= Harney County School District 4 =

Harney County School District 4 is a school district headquartered in Crane, Oregon. It has one K-8 school, Crane Elementary School.

Located in Harney County, Oregon, the district includes Crane, Dunnean, Lawen, Narrows, New Princeton, Venator, and Voltage.

Both this district and the Harney County Union High School District 1J, which operates Crane Union High School, maintain separate boards of education. As of 2002, both districts hired the same person as superintendent and principal of both districts and both schools, respectively.

In 1967 the elementary school had about 40 students, and all lived within 30 mi from the school. That year, Sidney Ratzlaff, who both served as principal of the schools and superintendent of the districts, stated that this radius was one that parents could reasonably go by car.

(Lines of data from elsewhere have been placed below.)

#![allow(dead_code)]

use strata_cache::{TickHandle, Ticker};

use std::sync::atomic::AtomicBool;
use std::sync::{Arc, Mutex};
use std::time::Duration;

/// A ticker that never fires on its own: scheduled callbacks are collected
/// and run only when the test says so, which makes sweep timing
/// deterministic.
#[derive(Default)]
pub struct RecordingTicker {
  callbacks: Mutex<Vec<Box<dyn Fn() + Send + Sync>>>,
}

impl RecordingTicker {
  pub fn new() -> Self {
    Self::default()
  }

  /// Number of schedules requested so far.
  pub fn schedule_count(&self) -> usize {
    self.callbacks.lock().unwrap().len()
  }

  /// Runs every scheduled callback once, as if one interval elapsed.
  pub fn fire(&self) {
    for callback in self.callbacks.lock().unwrap().iter() {
      callback();
    }
  }
}

impl Ticker for RecordingTicker {
  fn schedule(
    &self,
    _initial_delay: Duration,
    _interval: Duration,
    on_tick: Box<dyn Fn() + Send + Sync>,
  ) -> TickHandle {
    self.callbacks.lock().unwrap().push(on_tick);
    TickHandle::new(Arc::new(AtomicBool::new(false)))
  }
}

As of 1967 the elementary district does not provide school buses for students. Instead, the State of Oregon compensates parents, who drive their own children. Additionally, unlike the high school, the elementary school does not have a boarding program.

==History==
A 1967 fire caused an evacuation of Crane Elementary students, along with those of Crane Union, and destroyed the building that housed both schools. In 1985 Crane Elementary had a dedicated cafeteria, with staff, separate from that of the high school. In 1985 at least one student at least lived 43 mi from the school. The school did not have dormitories available for the elementary students. After a 1984 flooding incident on the grounds of Lawen Elementary School, students from that school began attending Crane Elementary, initially on a temporary basis. Lawen school never re-opened. In 1987 voters approved a merger of the Lawen school district into the Crane elementary district, and the merger was effective in 1988.

==Feeder patterns==
The district feeds into Harney County Union High School District 1J (Crane Union).